Mod Rheumatol. 2013 Jan ;23(1):104-11. Epub 2012 Mar 28. PMID: 22454193
Min Wook So
OBJECTIVES: To explore whether Rg3, a major and especially potent ginsenoside, modulates human osteoarthritic (OA) chondrocyte senescence.
METHODS: Isolated chondrocytes were cultured in medium containing interleukin-1 beta (IL-1β) with or without Rg3. The expression levels of mRNAs encoding aggrecan (ACAN), a major structural proteoglycan, type II collagen (COL2A1), and metalloproteinases (MMP) -1, -3, and -13, respectively, were determined using real-time PCR. Cellular senescence was detected by measuring senescence-associated β-galactosidase (SA-β-Gal) activity. Chondrocyte telomerase activity also served as a senescence marker.
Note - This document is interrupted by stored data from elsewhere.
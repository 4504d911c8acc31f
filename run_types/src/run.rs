use crate::index_kit::{IndexKit, IndexSlot, KitError};
use crate::override_cycles::recompute_override_cycles;
use crate::sample::{IndexRead, Sample};
use serde::{Deserialize, Serialize};
use thiserror::Error;

/// Cycles configured for each of the four reads of a run.
#[derive(Debug, Clone, Copy, PartialEq, Eq, Serialize, Deserialize)]
pub struct RunCycles {
    #[serde(alias = "read1_cycles")]
    pub read1: usize,
    #[serde(alias = "read2_cycles")]
    pub read2: usize,
    #[serde(alias = "index1_cycles")]
    pub index1: usize,
    #[serde(alias = "index2_cycles")]
    pub index2: usize,
}

/// Used when the catalog has no defaults for a reagent kit.
pub const FALLBACK_CYCLES: RunCycles = RunCycles {
    read1: 151,
    read2: 151,
    index1: 10,
    index2: 10,
};

#[derive(Debug, Clone, PartialEq, Eq, Error)]
pub enum CycleError {
    #[error("Total cycles ({total}) exceeds reagent kit capacity ({capacity})")]
    ExceedsReagentKit { total: usize, capacity: usize },
    #[error("Read 1 cycles must be positive")]
    NoRead1,
}

impl RunCycles {
    pub fn total(&self) -> usize {
        self.read1 + self.read2 + self.index1 + self.index2
    }

    /// Shorten both reads evenly so the plan fits in `reagent_kit_cycles`,
    /// keeping the index reads. A plan that already fits is unchanged.
    pub fn fit_to(self, reagent_kit_cycles: usize) -> RunCycles {
        if self.total() <= reagent_kit_cycles {
            return self;
        }
        let per_read = reagent_kit_cycles.saturating_sub(self.index1 + self.index2) / 2;
        RunCycles {
            read1: self.read1.min(per_read),
            read2: self.read2.min(per_read),
            ..self
        }
    }

    /// Check the plan against the capacity of a reagent kit.
    pub fn validate(&self, reagent_kit_cycles: usize) -> Vec<CycleError> {
        let mut errors = Vec::new();
        if self.total() > reagent_kit_cycles {
            errors.push(CycleError::ExceedsReagentKit {
                total: self.total(),
                capacity: reagent_kit_cycles,
            });
        }
        if self.read1 == 0 {
            errors.push(CycleError::NoRead1);
        }
        errors
    }
}

fn default_mismatches() -> u8 {
    1
}

/// A planned sequencing run.
#[derive(Debug, Clone, PartialEq, Serialize, Deserialize)]
pub struct SequencingRun {
    #[serde(default)]
    pub id: String,
    #[serde(default)]
    pub run_name: String,
    #[serde(default)]
    pub run_description: String,
    #[serde(default)]
    pub created_by: String,
    /// ISO 8601 creation timestamp; the date part goes into v1 sheets.
    #[serde(default)]
    pub created_at: Option<String>,
    /// Instrument name as keyed in the catalog.
    pub instrument: String,
    #[serde(default)]
    pub flowcell: String,
    #[serde(default)]
    pub reagent_kit_cycles: Option<usize>,
    #[serde(default)]
    pub run_cycles: Option<RunCycles>,
    #[serde(default = "default_mismatches")]
    pub barcode_mismatches_index1: u8,
    #[serde(default = "default_mismatches")]
    pub barcode_mismatches_index2: u8,
    #[serde(default)]
    pub samples: Vec<Sample>,
    #[serde(default)]
    pub validation_approved: bool,
}

impl SequencingRun {
    pub fn new(instrument: &str, flowcell: &str) -> Self {
        SequencingRun {
            id: String::new(),
            run_name: String::new(),
            run_description: String::new(),
            created_by: String::new(),
            created_at: None,
            instrument: instrument.to_string(),
            flowcell: flowcell.to_string(),
            reagent_kit_cycles: None,
            run_cycles: None,
            barcode_mismatches_index1: default_mismatches(),
            barcode_mismatches_index2: default_mismatches(),
            samples: Vec::new(),
            validation_approved: false,
        }
    }

    /// Recompute and store every sample's override fields. Does nothing when
    /// the run has no cycle plan yet.
    pub fn update_override_cycles(&mut self) {
        let Some(run_cycles) = self.run_cycles else {
            return;
        };
        for sample in &mut self.samples {
            let assignment = recompute_override_cycles(sample, &run_cycles);
            sample.apply_override_assignment(assignment);
        }
    }

    /// Assign kit entries `names` to consecutive samples, starting at the
    /// sample whose `id` or `sample_id` is `start`. Names beyond the last
    /// sample are ignored. Override fields of every touched sample are
    /// recomputed when the run has a cycle plan. Returns the number of
    /// samples assigned.
    pub fn assign_indexes<S: AsRef<str>>(
        &mut self,
        kit: &IndexKit,
        start: &str,
        slot: IndexSlot,
        names: &[S],
    ) -> Result<usize, KitError> {
        let first = self
            .samples
            .iter()
            .position(|s| s.id == start || s.sample_id == start)
            .ok_or_else(|| KitError::UnknownSample(start.to_string()))?;
        let run_cycles = self.run_cycles;
        let mut assigned = 0;
        for (sample, name) in self.samples[first..].iter_mut().zip(names) {
            kit.assign(sample, slot, name.as_ref())?;
            if let Some(cycles) = &run_cycles {
                if sample.has_index() {
                    let assignment = recompute_override_cycles(sample, cycles);
                    sample.apply_override_assignment(assignment);
                }
            }
            assigned += 1;
        }
        Ok(assigned)
    }

    /// Run-wide barcode mismatch allowance for one index read, honoring a
    /// sample's own setting when present.
    pub fn mismatches_for(&self, sample: &Sample, read: IndexRead) -> u8 {
        match read {
            IndexRead::I7 => sample
                .barcode_mismatches_index1
                .unwrap_or(self.barcode_mismatches_index1),
            IndexRead::I5 => sample
                .barcode_mismatches_index2
                .unwrap_or(self.barcode_mismatches_index2),
        }
    }
}

#[cfg(test)]
mod tests {
    use super::*;
    use pretty_assertions::assert_eq;

    #[test]
    fn test_validate_cycles() {
        let ok = RunCycles {
            read1: 151,
            read2: 151,
            index1: 10,
            index2: 10,
        };
        assert!(ok.validate(322).is_empty());
        assert_eq!(
            ok.validate(300),
            vec![CycleError::ExceedsReagentKit {
                total: 322,
                capacity: 300
            }]
        );
        assert_eq!(ok.fit_to(322), ok);
        assert_eq!(
            ok.fit_to(300),
            RunCycles {
                read1: 140,
                read2: 140,
                ..ok
            }
        );
        assert_eq!(ok.fit_to(15).total(), 20);
        let no_read1 = RunCycles { read1: 0, ..ok };
        assert_eq!(no_read1.validate(400), vec![CycleError::NoRead1]);
        assert_eq!(
            CycleError::NoRead1.to_string(),
            "Read 1 cycles must be positive"
        );
    }

    #[test]
    fn test_deserialize_run() -> anyhow::Result<()> {
        let run: SequencingRun = serde_json::from_str(
            r#"{
                "instrument": "NovaSeq X Series",
                "flowcell": "10B",
                "run_cycles": {"read1_cycles": 151, "read2_cycles": 151, "index1_cycles": 10, "index2_cycles": 10},
                "barcode_mismatches_index2": 0,
                "samples": [{"sample_id": "S1", "barcode_mismatches_index1": 2}]
            }"#,
        )?;
        assert_eq!(run.run_cycles.map(|c| c.total()), Some(322));
        assert_eq!(run.barcode_mismatches_index1, 1);
        assert_eq!(run.mismatches_for(&run.samples[0], IndexRead::I7), 2);
        assert_eq!(run.mismatches_for(&run.samples[0], IndexRead::I5), 0);
        Ok(())
    }

    #[test]
    fn test_assign_indexes() -> anyhow::Result<()> {
        let mut kit = IndexKit::new("Kit", crate::IndexMode::Combinatorial);
        kit.i7_indexes = vec![
            crate::Index::new("A", "ATTACTCG")?,
            crate::Index::new("B", "TCCGGAGA")?,
            crate::Index::new("C", "CGCTCATT")?,
        ];
        let mut run = SequencingRun::new("NovaSeq X Series", "10B");
        run.run_cycles = Some(FALLBACK_CYCLES);
        run.samples = vec![Sample::new("S1"), Sample::new("S2"), Sample::new("S3")];

        let n = run.assign_indexes(&kit, "S2", IndexSlot::I7, &["A", "B", "C"])?;
        assert_eq!(n, 2);
        assert_eq!(run.samples[0].index1, None);
        assert_eq!(run.samples[1].i7().map(|s| s.as_str()), Some("ATTACTCG"));
        assert_eq!(run.samples[2].i7().map(|s| s.as_str()), Some("TCCGGAGA"));
        assert_eq!(
            run.samples[2].override_cycles.as_deref(),
            Some("Y151;I8N2;N10;Y151")
        );
        assert_eq!(run.samples[2].index_kit_name.as_deref(), Some("Kit"));

        assert_eq!(
            run.assign_indexes(&kit, "S9", IndexSlot::I7, &["A"]),
            Err(KitError::UnknownSample("S9".to_string()))
        );
        assert!(run
            .assign_indexes(&kit, "S1", IndexSlot::I7, &["Z"])
            .is_err());
        Ok(())
    }

    #[test]
    fn test_update_override_cycles() -> anyhow::Result<()> {
        let mut run = SequencingRun::new("NovaSeq X Series", "10B");
        run.samples = vec![
            Sample::new("S1").with_index1("ACGTACGT")?,
            Sample::new("S2"),
        ];
        run.samples[1].override_cycles = Some("stale".to_string());

        run.update_override_cycles();
        assert_eq!(run.samples[1].override_cycles.as_deref(), Some("stale"));

        run.run_cycles = Some(FALLBACK_CYCLES);
        run.update_override_cycles();
        assert_eq!(
            run.samples[0].override_cycles.as_deref(),
            Some("Y151;I8N2;N10;Y151")
        );
        assert_eq!(run.samples[0].index2_override_pattern.as_deref(), Some("N10"));
        assert_eq!(run.samples[1].override_cycles, None);
        Ok(())
    }
}
//! seqcheck
#![deny(missing_docs)]

use anyhow::{Context, Result};
use clap::{self, Parser};
use env_logger::Builder;
use log::{info, LevelFilter};
use preflight::{validate_with_catalog, ExternalIssue};
use run_types::{IndexMode, IndexSlot, InstrumentCatalog, Sample, SequencingRun};
use samplesheet::{load_index_kit, parse_samples, write_samplesheet_v1, write_samplesheet_v2};
use serde::Serialize;
use std::fs::{read_to_string, File};
use std::io::{BufWriter, Write};
use std::path::{Path, PathBuf};
use std::process::ExitCode;

/// Index validation, override cycles and sample sheet export for planned
/// sequencing runs
#[derive(Parser, Debug)]
#[clap(name = "seqcheck", version)]
struct SeqCheck {
    #[clap(subcommand)]
    subcmd: SubCommand,

    /// Log debug messages
    #[clap(long, short, global = true)]
    verbose: bool,
}

#[derive(Parser, Debug)]
enum SubCommand {
    /// Validate a run's samples and indexes and print the result as JSON.
    /// Exits with status 1 when the run could not be approved.
    #[clap(name = "validate")]
    Validate(Validate),

    /// Recompute every sample's override cycles and print the updated run.
    #[clap(name = "override-cycles")]
    OverrideCycles(RunArgs),

    /// Write a BCL Convert v2 or IEM v1 sample sheet.
    #[clap(name = "samplesheet")]
    Samplesheet(Samplesheet),

    /// Parse a pasted sample table and print the samples as JSON.
    #[clap(name = "parse-samples")]
    ParseSamples(ParseSamples),

    /// Read an index kit file and print the kit as JSON.
    #[clap(name = "parse-kit")]
    ParseKit(ParseKit),

    /// Assign index kit entries to consecutive samples and print the updated
    /// run.
    #[clap(name = "assign-index")]
    AssignIndex(AssignIndex),
}

#[derive(Parser, Debug)]
struct RunArgs {
    /// Run description in JSON
    #[clap(long, value_name = "JSON")]
    run: PathBuf,

    /// Instrument catalog in TOML, replacing the built-in catalog
    #[clap(long, value_name = "TOML")]
    instruments: Option<PathBuf>,

    /// Fill a missing cycle plan with the catalog default for the run's
    /// reagent kit
    #[clap(long)]
    default_cycles: bool,
}

impl RunArgs {
    fn load(&self) -> Result<(SequencingRun, InstrumentCatalog)> {
        let mut run: SequencingRun = serde_json::from_str(&read_path(&self.run)?)
            .with_context(|| self.run.display().to_string())?;
        let catalog = InstrumentCatalog::load_or_builtin(self.instruments.as_deref())?;
        if self.default_cycles && run.run_cycles.is_none() {
            if let Some(kit) = run.reagent_kit_cycles {
                let cycles = catalog.default_cycles(kit);
                info!("using default cycle plan {cycles:?} for a {kit}-cycle kit");
                run.run_cycles = Some(cycles);
            }
        }
        Ok((run, catalog))
    }
}

#[derive(Parser, Debug)]
struct Validate {
    #[clap(flatten)]
    run: RunArgs,

    /// Additional issues raised by other tools, as a JSON list of
    /// {"severity": "error"|"warning", "message": "..."}
    #[clap(long, value_name = "JSON")]
    issues: Option<PathBuf>,
}

#[derive(clap::ValueEnum, Clone, Copy, Debug)]
enum SheetFormat {
    /// Illumina Experiment Manager layout
    V1,
    /// BCL Convert layout
    V2,
}

#[derive(Parser, Debug)]
struct Samplesheet {
    #[clap(flatten)]
    run: RunArgs,

    /// Sample sheet version
    #[clap(long, value_enum, default_value = "v2")]
    format: SheetFormat,

    /// Output path; stdout when absent
    #[clap(long, short, value_name = "CSV")]
    output: Option<PathBuf>,
}

#[derive(Parser, Debug)]
struct ParseKit {
    /// Kit file: .csv, .tsv, .json or .toml
    #[clap(long, value_name = "PATH")]
    input: PathBuf,

    /// unique_dual, combinatorial or single; inferred when absent
    #[clap(long)]
    mode: Option<IndexMode>,
}

#[derive(Parser, Debug)]
struct AssignIndex {
    #[clap(flatten)]
    run: RunArgs,

    #[clap(flatten)]
    kit: ParseKit,

    /// Internal id or sample id of the first sample to assign
    #[clap(long, value_name = "SAMPLE")]
    start: String,

    /// pair, i7 or i5
    #[clap(long, default_value = "pair")]
    slot: IndexSlot,

    /// Kit entry names, assigned in order
    #[clap(required = true)]
    names: Vec<String>,
}

#[derive(Parser, Debug)]
struct ParseSamples {
    /// Tab- or comma-separated sample table
    #[clap(long, value_name = "PATH")]
    input: PathBuf,
}

fn read_path(path: &Path) -> Result<String> {
    read_to_string(path).with_context(|| path.display().to_string())
}

fn print_json<T: Serialize>(value: &T) -> Result<()> {
    let mut out = std::io::stdout().lock();
    serde_json::to_writer_pretty(&mut out, value)?;
    writeln!(out)?;
    Ok(())
}

fn validate(args: &Validate) -> Result<ExitCode> {
    let (run, catalog) = args.run.load()?;
    let mut result = validate_with_catalog(&run, &catalog);
    if let Some(path) = &args.issues {
        let issues: Vec<ExternalIssue> = serde_json::from_str(&read_path(path)?)
            .with_context(|| path.display().to_string())?;
        result.add_external_issues(issues);
    }
    print_json(&result)?;

    match result.check_approval(&run) {
        Ok(()) => Ok(ExitCode::SUCCESS),
        Err(refused) => {
            info!("run cannot be approved: {refused}");
            Ok(ExitCode::FAILURE)
        }
    }
}

fn override_cycles(args: &RunArgs) -> Result<ExitCode> {
    let (mut run, _) = args.load()?;
    run.update_override_cycles();
    print_json(&run)?;
    Ok(ExitCode::SUCCESS)
}

fn write_sheet<W: Write>(
    format: SheetFormat,
    run: &SequencingRun,
    catalog: &InstrumentCatalog,
    out: W,
) -> Result<()> {
    match format {
        SheetFormat::V1 => write_samplesheet_v1(run, catalog, out),
        SheetFormat::V2 => write_samplesheet_v2(run, catalog, out),
    }
}

fn samplesheet(args: &Samplesheet) -> Result<ExitCode> {
    let (run, catalog) = args.run.load()?;
    match &args.output {
        Some(path) => {
            let file = File::create(path).with_context(|| path.display().to_string())?;
            write_sheet(args.format, &run, &catalog, BufWriter::new(file))?;
            info!("sample sheet written to {}", path.display());
        }
        None => write_sheet(args.format, &run, &catalog, std::io::stdout().lock())?,
    }
    Ok(ExitCode::SUCCESS)
}

fn parse(args: &ParseSamples) -> Result<ExitCode> {
    let samples: Vec<Sample> = parse_samples(&read_path(&args.input)?)
        .with_context(|| args.input.display().to_string())?
        .into_iter()
        .map(samplesheet::ParsedSample::into_sample)
        .collect();
    info!("parsed {} samples", samples.len());
    print_json(&samples)?;
    Ok(ExitCode::SUCCESS)
}

fn parse_kit(args: &ParseKit) -> Result<ExitCode> {
    let kit = load_index_kit(&args.input, args.mode)?;
    print_json(&kit)?;
    Ok(ExitCode::SUCCESS)
}

fn assign_index(args: &AssignIndex) -> Result<ExitCode> {
    let (mut run, _) = args.run.load()?;
    let kit = load_index_kit(&args.kit.input, args.kit.mode)?;
    let assigned = run.assign_indexes(&kit, &args.start, args.slot, args.names.as_slice())?;
    if assigned < args.names.len() {
        info!(
            "ran out of samples: {} of {} names assigned",
            assigned,
            args.names.len()
        );
    }
    print_json(&run)?;
    Ok(ExitCode::SUCCESS)
}

fn inner_main() -> Result<ExitCode> {
    let opts = SeqCheck::parse();

    Builder::new()
        .format(|buf, record| {
            writeln!(
                buf,
                "{} [{}] - {}",
                buf.timestamp(),
                record.level(),
                record.args()
            )
        })
        .filter(
            None,
            if opts.verbose {
                LevelFilter::Debug
            } else {
                LevelFilter::Info
            },
        )
        .init();

    match &opts.subcmd {
        SubCommand::Validate(args) => validate(args),
        SubCommand::OverrideCycles(args) => override_cycles(args),
        SubCommand::Samplesheet(args) => samplesheet(args),
        SubCommand::ParseSamples(args) => parse(args),
        SubCommand::ParseKit(args) => parse_kit(args),
        SubCommand::AssignIndex(args) => assign_index(args),
    }
}

fn main() -> ExitCode {
    match inner_main() {
        Ok(exit_code) => exit_code,
        Err(err) => {
            eprintln!("ERROR: {:#}", err);
            ExitCode::FAILURE
        }
    }
}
RESULTS: Chondrocytes stimulated by IL-1β showed increased MMP-1, MMP-3, and MMP-13 levels, whereas the expression of COL2A1 and ACAN decreased. However, in cells co-treated with IL-1β and Rg3, the levels of MMP-1 and MMP-13 were lower than in cells treated with IL-1β alone, and COL2A1 and ACAN expression levels recovered from the lowvalues seen when cultured only in the presence of IL-1β. Also, compared to vehicle-treated controls, IL-1β stimulation alone resulted in an increased number of SA-β-Gal-positive cells, while co-incubation with IL-1β and Rg3 significantly suppressed the expression of this senescence marker. Chondrocytes cultured with Rg3 showed significantly higher proliferative and telomerase activities than did control cells.
CONCLUSIONS: These findings indicate that Rg3 protects the cell against the development of chondrocyte senescence in osteoarthritis.